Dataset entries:
===============

//! Marshaling hot-path benchmarks against the in-process stub kernel.

use criterion::{black_box, criterion_group, criterion_main, Criterion};
use meshkernel::{GeometryList, MeshKernel, Polygon, Projection, Ring};
use meshkernel_sys::KernelLibrary;

fn circle_ring(n: usize, radius: f64) -> Ring {
    let points: Vec<(f64, f64)> = (0..n)
        .map(|i| {
            let angle = 2.0 * std::f64::consts::PI * i as f64 / n as f64;
            (radius * angle.cos(), radius * angle.sin())
        })
        .collect();
    Ring::from_points(&points)
}

fn bench_polygon_flatten_split(c: &mut Criterion) {
    let kernel = MeshKernel::new(KernelLibrary::stub());
    let polygons: Vec<Polygon> = (0..16)
        .map(|i| Polygon {
            outer: circle_ring(64, 10.0 + i as f64),
            inner: vec![circle_ring(16, 1.0)],
        })
        .collect();

    c.bench_function("polygon_flatten", |b| {
        b.iter(|| GeometryList::from_polygons(black_box(&polygons), kernel.separators()))
    });

    let list = GeometryList::from_polygons(&polygons, kernel.separators());
    c.bench_function("polygon_split", |b| b.iter(|| black_box(&list).polygons()));
}

fn bench_boundary_round_trip(c: &mut Criterion) {
    let kernel = MeshKernel::new(KernelLibrary::stub());
    let state = kernel.scoped_state(Projection::Cartesian).unwrap();
    let separators = kernel.separators();

    let polygon = GeometryList::from_polygons(
        &[Polygon::simple(circle_ring(128, 100.0))],
        separators,
    );
    let points = GeometryList::from_coordinates(
        (0..512).map(|i| i as f64 % 200.0 - 100.0).collect(),
        (0..512).map(|i| (i * 7) as f64 % 200.0 - 100.0).collect(),
        separators,
    )
    .unwrap();

    c.bench_function("points_in_polygon_round_trip", |b| {
        b.iter(|| {
            kernel
                .points_in_polygon(state.handle(), black_box(&polygon), black_box(&points))
                .unwrap()
        })
    });
}

criterion_group!(benches, bench_polygon_flatten_split, bench_boundary_round_trip);
criterion_main!(benches);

===============

■ **TASK DIRECTIONS**
Report all lines of the data above that include the string "state".

■ **EXERCISE ANSWER**
    let state = kernel.scoped_state(Projection::Cartesian).unwrap();
                .points_in_polygon(state.handle(), black_box(&polygon), black_box(&points))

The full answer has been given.